TRY IT :: Copy each line of the listing where the word "bool" can be found.

GIVEN ENTRIES ::
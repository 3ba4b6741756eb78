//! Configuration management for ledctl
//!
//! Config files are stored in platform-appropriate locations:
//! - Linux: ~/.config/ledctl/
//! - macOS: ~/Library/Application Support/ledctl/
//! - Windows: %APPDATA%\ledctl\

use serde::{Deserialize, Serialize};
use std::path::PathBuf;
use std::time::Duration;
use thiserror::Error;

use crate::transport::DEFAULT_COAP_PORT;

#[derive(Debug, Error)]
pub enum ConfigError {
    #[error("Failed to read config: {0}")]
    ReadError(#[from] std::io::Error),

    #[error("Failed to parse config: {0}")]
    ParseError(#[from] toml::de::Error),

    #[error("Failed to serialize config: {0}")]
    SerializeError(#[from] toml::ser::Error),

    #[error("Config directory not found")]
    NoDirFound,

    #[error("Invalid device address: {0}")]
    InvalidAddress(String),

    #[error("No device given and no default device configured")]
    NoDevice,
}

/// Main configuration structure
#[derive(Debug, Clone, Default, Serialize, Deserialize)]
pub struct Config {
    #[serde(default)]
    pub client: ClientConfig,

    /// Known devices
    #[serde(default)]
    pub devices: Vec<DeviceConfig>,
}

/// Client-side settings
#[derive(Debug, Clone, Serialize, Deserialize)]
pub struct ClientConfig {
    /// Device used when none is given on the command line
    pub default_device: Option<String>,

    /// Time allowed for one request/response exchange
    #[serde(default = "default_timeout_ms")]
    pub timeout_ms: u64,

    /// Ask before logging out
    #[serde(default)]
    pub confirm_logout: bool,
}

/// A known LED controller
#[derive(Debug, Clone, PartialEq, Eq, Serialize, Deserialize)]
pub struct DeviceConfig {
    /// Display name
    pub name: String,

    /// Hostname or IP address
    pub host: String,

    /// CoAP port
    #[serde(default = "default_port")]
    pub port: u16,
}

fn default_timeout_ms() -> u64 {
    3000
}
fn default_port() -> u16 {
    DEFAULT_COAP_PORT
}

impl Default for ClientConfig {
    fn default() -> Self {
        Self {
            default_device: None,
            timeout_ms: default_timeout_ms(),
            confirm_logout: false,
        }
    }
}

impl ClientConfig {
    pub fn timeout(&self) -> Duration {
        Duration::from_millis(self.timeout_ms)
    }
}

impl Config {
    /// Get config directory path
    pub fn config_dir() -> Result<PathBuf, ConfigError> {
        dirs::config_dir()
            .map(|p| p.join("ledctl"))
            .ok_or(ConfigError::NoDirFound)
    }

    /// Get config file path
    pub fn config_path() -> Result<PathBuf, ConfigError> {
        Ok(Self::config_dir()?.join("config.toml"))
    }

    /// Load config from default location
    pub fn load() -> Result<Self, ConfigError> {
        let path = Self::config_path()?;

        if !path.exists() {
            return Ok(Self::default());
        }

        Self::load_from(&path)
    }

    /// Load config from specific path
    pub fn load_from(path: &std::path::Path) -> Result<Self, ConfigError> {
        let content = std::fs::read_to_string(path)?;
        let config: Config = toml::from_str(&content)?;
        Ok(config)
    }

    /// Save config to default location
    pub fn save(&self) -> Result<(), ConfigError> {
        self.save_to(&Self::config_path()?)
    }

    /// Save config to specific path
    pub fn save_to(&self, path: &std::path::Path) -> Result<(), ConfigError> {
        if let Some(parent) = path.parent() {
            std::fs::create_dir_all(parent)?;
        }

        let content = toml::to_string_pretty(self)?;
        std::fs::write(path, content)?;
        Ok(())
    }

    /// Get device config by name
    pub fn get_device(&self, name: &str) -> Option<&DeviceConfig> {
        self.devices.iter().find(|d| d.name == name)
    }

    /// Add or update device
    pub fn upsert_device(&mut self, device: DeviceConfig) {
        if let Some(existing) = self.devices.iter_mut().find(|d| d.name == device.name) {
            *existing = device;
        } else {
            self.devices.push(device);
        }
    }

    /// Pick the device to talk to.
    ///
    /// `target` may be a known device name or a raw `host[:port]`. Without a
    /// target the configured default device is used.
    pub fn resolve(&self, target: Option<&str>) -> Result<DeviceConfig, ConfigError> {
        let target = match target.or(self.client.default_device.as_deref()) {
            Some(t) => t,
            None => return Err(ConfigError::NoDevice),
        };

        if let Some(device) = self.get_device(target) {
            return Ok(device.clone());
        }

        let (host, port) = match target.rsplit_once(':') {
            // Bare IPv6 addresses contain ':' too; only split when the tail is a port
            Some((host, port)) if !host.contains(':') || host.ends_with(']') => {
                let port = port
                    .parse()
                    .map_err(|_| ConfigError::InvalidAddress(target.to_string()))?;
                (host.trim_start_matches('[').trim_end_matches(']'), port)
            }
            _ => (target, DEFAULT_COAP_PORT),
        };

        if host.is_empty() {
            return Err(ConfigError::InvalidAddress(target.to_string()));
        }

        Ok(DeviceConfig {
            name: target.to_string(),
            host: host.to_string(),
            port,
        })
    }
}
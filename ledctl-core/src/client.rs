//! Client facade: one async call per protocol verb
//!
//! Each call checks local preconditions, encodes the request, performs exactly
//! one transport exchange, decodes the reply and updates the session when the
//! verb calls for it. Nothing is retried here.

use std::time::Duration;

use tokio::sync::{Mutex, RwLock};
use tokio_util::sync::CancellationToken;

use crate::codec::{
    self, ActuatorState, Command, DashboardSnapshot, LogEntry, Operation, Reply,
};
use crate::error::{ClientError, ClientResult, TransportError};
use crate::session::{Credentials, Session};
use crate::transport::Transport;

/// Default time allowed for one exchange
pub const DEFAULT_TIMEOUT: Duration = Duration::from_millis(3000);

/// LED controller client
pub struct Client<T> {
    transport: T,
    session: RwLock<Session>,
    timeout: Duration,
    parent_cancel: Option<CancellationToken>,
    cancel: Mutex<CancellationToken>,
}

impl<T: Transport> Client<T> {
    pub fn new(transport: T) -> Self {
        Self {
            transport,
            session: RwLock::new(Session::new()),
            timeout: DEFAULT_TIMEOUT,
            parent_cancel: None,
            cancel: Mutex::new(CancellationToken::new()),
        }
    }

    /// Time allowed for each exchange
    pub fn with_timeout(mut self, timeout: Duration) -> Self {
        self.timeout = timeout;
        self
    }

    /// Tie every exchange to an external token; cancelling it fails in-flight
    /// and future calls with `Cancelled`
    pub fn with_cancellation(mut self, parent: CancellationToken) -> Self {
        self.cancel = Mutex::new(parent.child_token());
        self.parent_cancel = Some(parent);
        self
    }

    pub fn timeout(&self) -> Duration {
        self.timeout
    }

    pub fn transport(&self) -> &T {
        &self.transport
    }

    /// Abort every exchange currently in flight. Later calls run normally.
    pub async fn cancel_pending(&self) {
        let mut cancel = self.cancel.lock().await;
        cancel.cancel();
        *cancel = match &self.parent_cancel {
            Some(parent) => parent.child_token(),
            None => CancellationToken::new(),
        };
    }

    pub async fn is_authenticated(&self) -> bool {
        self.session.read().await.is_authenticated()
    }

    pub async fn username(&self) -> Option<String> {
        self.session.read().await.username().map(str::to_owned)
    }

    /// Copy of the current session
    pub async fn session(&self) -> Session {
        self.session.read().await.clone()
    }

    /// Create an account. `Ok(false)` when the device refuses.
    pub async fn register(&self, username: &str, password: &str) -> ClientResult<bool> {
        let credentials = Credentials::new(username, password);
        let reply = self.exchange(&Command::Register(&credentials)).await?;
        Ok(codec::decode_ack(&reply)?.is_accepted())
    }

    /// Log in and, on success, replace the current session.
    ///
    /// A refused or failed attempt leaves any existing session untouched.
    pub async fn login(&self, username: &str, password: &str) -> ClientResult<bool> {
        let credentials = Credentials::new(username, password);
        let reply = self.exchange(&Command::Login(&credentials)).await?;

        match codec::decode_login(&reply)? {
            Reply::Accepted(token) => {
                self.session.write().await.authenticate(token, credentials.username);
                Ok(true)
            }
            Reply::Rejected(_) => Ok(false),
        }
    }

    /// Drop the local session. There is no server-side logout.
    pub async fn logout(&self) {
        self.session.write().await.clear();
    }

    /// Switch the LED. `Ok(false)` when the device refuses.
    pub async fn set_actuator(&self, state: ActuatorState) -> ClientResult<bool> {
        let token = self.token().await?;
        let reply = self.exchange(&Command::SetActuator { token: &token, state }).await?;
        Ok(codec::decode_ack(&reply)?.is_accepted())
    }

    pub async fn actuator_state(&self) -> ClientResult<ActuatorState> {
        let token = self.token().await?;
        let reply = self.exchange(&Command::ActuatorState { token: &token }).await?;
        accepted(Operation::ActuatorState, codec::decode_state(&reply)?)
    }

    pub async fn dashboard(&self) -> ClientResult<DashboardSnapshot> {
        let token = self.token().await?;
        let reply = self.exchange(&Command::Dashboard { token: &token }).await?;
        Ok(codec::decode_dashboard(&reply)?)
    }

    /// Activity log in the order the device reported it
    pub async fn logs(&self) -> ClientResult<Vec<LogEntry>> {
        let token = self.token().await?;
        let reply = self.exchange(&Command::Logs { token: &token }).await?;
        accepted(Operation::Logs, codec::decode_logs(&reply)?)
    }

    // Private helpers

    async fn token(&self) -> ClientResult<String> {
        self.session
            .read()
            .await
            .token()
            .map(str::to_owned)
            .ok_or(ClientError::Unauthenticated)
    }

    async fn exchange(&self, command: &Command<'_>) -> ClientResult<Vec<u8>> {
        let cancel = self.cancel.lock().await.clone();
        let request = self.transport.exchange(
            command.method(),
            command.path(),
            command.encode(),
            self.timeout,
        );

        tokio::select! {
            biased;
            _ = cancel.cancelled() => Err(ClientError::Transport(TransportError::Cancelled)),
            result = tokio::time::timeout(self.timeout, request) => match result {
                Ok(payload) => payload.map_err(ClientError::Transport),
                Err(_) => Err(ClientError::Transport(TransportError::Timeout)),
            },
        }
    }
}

--

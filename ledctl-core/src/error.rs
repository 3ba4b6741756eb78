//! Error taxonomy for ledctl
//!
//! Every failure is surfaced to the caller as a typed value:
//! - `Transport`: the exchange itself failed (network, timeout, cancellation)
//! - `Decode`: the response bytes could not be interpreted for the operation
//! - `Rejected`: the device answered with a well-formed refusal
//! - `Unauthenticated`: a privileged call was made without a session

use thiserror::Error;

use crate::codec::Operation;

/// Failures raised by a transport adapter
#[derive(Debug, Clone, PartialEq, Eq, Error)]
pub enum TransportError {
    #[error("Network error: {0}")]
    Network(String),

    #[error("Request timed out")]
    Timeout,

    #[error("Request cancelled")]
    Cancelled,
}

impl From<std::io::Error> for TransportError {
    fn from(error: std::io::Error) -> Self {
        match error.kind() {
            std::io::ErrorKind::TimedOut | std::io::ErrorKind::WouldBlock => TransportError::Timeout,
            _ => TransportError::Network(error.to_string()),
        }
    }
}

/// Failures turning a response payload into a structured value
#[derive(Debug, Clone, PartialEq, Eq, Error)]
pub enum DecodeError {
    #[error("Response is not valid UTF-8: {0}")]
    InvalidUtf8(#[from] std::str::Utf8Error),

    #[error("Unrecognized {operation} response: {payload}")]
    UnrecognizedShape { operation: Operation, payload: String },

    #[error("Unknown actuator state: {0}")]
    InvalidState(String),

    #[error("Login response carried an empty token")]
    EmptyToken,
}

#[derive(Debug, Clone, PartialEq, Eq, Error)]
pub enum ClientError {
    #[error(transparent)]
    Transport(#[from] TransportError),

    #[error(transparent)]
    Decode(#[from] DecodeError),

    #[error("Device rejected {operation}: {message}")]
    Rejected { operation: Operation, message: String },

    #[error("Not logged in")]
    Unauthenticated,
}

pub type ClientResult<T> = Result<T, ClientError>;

...

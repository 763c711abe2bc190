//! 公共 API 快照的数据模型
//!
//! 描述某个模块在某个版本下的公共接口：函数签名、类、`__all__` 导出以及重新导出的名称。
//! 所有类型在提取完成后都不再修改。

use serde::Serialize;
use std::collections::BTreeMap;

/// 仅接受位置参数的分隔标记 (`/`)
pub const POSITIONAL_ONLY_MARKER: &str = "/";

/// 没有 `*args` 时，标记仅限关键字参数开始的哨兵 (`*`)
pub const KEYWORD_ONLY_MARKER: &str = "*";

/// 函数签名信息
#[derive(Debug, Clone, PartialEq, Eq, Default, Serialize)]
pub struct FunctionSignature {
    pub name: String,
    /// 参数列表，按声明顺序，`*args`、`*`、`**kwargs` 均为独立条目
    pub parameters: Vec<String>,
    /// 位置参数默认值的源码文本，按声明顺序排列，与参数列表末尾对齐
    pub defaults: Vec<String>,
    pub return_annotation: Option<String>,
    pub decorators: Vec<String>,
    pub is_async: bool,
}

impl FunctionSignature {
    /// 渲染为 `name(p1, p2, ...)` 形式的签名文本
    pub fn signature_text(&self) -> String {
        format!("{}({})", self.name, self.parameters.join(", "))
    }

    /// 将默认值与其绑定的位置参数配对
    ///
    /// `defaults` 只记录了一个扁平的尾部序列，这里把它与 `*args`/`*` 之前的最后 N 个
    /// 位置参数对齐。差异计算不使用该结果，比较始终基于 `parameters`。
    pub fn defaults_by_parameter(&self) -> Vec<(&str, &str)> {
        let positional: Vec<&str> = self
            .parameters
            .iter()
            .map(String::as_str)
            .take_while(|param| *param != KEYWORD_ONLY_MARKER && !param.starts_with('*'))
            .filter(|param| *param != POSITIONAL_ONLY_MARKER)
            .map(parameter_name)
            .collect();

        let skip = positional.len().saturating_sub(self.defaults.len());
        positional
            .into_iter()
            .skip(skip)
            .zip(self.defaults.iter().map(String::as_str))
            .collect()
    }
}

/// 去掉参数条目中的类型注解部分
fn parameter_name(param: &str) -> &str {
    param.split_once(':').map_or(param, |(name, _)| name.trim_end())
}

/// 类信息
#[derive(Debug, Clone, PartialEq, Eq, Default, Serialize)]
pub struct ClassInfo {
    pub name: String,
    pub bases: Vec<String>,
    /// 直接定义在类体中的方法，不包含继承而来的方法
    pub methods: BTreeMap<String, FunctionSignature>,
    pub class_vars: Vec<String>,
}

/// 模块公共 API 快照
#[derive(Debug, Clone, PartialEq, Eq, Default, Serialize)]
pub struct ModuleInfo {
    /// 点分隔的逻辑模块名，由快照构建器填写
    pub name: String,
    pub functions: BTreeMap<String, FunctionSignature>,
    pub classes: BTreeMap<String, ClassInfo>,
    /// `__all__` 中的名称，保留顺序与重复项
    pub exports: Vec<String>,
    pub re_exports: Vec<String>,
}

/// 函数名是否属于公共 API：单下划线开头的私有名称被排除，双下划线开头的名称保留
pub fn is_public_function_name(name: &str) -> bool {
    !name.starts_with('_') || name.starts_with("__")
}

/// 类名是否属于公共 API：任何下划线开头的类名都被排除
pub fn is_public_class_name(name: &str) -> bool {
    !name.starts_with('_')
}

EXERCISE ANSWER ::
    pub confirm_logout: bool,
    pub async fn is_authenticated(&self) -> bool {
    pub async fn register(&self, username: &str, password: &str) -> ClientResult<bool> {
    pub async fn login(&self, username: &str, password: &str) -> ClientResult<bool> {
    pub async fn set_actuator(&self, state: ActuatorState) -> ClientResult<bool> {
    pub is_async: bool,
pub fn is_public_function_name(name: &str) -> bool {
pub fn is_public_class_name(name: &str) -> bool {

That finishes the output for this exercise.